_Problem to work on_. Reproduce the records exactly, beginning with their first line and ending with the line that contains "buffer) plus a", and output nothing more.

[Collected data]
= = = = = = =

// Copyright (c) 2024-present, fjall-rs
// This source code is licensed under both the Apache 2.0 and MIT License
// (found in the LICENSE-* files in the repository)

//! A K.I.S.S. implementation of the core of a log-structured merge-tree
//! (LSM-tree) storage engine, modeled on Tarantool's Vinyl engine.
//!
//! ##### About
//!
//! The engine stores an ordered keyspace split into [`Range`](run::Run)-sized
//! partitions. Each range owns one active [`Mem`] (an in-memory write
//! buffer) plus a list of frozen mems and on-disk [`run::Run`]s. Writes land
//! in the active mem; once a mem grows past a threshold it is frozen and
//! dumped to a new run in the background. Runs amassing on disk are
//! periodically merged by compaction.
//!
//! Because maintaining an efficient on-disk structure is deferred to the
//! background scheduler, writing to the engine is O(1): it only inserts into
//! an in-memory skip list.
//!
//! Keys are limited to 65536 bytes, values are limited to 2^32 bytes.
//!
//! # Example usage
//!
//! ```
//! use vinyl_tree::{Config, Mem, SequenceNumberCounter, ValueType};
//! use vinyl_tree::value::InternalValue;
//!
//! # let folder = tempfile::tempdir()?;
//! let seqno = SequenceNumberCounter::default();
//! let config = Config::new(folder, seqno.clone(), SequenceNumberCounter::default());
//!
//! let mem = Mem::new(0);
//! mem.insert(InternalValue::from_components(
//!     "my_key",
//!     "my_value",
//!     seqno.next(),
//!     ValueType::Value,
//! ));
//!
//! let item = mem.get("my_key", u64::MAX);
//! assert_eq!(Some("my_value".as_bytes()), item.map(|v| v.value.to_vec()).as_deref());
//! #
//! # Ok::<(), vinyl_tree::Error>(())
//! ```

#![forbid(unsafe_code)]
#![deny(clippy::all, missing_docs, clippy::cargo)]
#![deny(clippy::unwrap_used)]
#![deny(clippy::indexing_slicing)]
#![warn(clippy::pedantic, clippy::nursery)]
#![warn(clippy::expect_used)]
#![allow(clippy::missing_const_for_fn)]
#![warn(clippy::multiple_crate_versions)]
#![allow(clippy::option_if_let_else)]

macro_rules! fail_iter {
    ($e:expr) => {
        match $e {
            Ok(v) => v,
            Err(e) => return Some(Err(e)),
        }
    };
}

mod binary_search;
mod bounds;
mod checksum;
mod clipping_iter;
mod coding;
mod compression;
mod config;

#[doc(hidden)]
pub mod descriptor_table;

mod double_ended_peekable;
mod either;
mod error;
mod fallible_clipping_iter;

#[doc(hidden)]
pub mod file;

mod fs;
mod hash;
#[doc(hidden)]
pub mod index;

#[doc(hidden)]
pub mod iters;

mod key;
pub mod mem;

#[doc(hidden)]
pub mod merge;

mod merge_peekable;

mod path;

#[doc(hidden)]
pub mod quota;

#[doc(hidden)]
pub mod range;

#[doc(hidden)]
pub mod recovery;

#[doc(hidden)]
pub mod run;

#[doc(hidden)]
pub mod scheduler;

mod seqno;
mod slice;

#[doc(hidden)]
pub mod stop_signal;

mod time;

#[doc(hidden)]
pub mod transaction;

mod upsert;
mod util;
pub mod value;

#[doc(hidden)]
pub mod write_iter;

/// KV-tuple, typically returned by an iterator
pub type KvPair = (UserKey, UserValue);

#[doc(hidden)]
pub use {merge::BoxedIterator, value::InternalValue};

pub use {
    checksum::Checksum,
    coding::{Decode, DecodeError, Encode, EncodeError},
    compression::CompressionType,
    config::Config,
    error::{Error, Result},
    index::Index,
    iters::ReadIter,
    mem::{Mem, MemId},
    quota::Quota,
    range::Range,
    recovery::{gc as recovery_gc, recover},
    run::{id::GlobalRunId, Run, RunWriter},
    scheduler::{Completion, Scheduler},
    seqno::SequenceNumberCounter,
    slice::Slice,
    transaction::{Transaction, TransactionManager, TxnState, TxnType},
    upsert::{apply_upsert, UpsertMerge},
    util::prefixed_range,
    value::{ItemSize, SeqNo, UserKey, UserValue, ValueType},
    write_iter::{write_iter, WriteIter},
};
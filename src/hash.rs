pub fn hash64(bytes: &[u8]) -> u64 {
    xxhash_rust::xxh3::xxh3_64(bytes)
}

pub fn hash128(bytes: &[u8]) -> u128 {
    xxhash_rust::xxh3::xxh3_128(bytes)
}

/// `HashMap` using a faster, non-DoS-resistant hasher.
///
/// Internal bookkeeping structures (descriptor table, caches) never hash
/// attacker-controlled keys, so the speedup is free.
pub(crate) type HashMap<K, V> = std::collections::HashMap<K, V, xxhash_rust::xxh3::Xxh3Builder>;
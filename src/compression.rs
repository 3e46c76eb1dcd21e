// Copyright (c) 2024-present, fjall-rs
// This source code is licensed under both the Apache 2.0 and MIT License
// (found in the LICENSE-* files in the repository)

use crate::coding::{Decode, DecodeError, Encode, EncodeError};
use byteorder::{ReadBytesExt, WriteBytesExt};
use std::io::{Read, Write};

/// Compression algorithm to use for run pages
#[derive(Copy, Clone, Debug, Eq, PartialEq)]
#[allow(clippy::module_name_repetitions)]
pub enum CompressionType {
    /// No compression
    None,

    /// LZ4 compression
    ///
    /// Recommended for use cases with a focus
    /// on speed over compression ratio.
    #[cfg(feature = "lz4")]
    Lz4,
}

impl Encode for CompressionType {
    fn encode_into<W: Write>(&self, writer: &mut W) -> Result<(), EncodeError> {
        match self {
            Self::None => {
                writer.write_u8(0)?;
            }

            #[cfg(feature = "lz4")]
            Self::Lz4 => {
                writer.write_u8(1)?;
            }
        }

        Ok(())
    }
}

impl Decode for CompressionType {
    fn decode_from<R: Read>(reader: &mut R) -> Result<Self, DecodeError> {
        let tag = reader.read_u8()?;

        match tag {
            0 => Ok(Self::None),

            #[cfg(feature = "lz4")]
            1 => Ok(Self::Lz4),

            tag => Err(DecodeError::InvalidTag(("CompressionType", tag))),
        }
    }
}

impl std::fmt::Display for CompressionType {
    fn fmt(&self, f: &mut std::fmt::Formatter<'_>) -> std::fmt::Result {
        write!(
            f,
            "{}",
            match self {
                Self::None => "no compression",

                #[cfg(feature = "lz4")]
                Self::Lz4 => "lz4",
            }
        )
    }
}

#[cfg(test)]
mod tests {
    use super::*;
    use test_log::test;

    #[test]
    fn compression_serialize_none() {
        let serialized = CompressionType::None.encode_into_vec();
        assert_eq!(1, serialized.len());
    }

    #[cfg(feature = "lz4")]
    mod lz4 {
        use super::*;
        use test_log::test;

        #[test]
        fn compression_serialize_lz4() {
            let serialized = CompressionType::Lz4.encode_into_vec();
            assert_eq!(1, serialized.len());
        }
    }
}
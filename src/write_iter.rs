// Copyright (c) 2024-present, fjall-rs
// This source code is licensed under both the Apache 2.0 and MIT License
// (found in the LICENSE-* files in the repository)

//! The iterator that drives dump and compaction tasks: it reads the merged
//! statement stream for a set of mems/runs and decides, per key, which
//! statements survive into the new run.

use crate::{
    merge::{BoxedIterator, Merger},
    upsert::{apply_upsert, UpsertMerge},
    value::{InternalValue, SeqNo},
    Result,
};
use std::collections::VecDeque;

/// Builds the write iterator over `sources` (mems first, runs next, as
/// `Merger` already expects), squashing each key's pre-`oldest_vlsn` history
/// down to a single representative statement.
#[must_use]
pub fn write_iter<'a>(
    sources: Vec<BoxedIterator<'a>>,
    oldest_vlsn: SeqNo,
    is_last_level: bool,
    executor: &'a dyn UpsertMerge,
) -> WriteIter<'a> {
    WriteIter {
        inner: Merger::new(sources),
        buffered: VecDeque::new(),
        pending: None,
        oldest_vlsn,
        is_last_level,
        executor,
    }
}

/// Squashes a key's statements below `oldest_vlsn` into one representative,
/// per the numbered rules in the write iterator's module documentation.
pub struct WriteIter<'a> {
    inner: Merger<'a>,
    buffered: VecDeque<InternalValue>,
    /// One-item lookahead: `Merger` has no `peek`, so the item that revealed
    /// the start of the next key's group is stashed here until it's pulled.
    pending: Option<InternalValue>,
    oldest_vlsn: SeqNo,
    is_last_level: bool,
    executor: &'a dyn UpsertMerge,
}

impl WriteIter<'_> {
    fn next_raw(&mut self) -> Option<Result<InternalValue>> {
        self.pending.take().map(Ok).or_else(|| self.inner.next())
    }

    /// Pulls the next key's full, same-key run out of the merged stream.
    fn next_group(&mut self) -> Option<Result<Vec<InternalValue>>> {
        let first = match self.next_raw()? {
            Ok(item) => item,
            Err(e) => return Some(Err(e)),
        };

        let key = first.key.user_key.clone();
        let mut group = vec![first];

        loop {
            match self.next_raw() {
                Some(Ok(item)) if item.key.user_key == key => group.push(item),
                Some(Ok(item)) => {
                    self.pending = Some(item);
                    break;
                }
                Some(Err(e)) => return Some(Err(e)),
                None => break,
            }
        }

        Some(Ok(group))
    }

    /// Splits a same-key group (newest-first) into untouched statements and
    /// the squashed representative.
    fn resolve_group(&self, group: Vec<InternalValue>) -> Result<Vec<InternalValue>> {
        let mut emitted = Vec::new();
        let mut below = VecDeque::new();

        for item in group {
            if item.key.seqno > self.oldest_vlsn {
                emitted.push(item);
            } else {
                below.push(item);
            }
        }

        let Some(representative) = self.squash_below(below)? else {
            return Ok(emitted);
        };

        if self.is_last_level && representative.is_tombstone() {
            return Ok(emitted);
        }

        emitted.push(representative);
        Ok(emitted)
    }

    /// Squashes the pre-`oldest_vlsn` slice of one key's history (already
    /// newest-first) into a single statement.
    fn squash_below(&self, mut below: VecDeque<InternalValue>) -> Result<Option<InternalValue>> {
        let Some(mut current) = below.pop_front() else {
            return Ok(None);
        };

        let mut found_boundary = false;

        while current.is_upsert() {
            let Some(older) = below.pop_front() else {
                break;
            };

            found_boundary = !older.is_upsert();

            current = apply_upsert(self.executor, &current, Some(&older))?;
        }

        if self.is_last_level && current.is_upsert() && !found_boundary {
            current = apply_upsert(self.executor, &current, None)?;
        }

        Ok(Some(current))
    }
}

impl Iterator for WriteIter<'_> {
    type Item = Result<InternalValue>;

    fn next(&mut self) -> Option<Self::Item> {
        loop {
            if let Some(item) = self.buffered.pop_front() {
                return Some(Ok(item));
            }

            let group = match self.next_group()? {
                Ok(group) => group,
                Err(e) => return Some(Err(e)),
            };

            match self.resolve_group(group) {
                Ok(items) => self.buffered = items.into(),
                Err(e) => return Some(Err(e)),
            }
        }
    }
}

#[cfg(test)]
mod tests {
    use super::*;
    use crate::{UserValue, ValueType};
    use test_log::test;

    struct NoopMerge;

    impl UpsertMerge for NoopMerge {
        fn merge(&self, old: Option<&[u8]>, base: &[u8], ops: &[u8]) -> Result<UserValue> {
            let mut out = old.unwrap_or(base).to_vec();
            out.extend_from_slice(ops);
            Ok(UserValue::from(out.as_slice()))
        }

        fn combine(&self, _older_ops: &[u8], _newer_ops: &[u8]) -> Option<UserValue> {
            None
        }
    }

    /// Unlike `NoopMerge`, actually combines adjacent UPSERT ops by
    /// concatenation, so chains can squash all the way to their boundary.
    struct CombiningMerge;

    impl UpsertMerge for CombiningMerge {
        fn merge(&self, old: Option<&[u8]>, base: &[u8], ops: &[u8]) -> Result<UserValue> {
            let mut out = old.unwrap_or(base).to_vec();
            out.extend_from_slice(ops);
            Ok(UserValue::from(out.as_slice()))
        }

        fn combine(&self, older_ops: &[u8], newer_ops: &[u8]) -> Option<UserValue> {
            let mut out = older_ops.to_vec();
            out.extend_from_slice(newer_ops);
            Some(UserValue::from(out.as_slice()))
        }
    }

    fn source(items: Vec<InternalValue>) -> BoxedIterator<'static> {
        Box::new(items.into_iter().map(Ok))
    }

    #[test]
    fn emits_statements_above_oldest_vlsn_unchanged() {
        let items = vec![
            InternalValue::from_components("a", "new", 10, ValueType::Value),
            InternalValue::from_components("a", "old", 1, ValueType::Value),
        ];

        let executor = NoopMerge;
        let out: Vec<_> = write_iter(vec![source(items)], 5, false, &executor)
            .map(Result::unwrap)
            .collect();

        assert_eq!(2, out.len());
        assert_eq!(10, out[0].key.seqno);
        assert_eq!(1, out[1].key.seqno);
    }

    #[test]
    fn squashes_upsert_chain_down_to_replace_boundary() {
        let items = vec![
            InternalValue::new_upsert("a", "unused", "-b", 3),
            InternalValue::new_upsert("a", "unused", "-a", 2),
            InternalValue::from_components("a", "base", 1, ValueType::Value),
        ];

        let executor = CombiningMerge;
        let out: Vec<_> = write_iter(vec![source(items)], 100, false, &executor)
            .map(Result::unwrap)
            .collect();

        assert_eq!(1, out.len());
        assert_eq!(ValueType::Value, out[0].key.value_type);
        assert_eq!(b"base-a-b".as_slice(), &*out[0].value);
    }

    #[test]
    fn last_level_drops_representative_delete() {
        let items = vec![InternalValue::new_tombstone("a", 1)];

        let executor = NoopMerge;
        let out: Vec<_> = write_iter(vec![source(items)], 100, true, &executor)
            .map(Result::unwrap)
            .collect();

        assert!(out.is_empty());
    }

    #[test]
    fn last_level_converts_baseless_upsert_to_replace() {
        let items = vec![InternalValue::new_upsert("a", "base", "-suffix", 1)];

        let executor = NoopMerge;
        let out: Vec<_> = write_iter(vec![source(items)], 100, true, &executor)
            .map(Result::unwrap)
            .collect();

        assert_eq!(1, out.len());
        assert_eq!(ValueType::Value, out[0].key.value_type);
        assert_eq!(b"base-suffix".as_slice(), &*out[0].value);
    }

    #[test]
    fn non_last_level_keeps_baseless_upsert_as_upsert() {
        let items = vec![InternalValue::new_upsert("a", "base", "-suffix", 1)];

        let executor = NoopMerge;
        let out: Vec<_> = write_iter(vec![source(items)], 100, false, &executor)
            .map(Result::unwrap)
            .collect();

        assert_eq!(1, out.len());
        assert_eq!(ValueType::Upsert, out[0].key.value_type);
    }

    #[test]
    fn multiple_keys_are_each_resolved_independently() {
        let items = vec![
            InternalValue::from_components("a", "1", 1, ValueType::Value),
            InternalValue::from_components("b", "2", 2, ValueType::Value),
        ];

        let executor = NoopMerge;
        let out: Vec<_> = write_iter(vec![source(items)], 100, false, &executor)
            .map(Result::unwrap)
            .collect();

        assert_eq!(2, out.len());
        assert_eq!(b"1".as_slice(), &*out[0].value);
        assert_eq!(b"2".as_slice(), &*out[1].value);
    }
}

= = = = = = =

_Result of this task_.
// Copyright (c) 2024-present, fjall-rs
// This source code is licensed under both the Apache 2.0 and MIT License
// (found in the LICENSE-* files in the repository)

//! A K.I.S.S. implementation of the core of a log-structured merge-tree
//! (LSM-tree) storage engine, modeled on Tarantool's Vinyl engine.
//!
//! ##### About
//!
//! The engine stores an ordered keyspace split into [`Range`](run::Run)-sized
//! partitions. Each range owns one active [`Mem`] (an in-memory write
//! buffer) plus a list of frozen mems and on-disk [`run::Run`]s. Writes land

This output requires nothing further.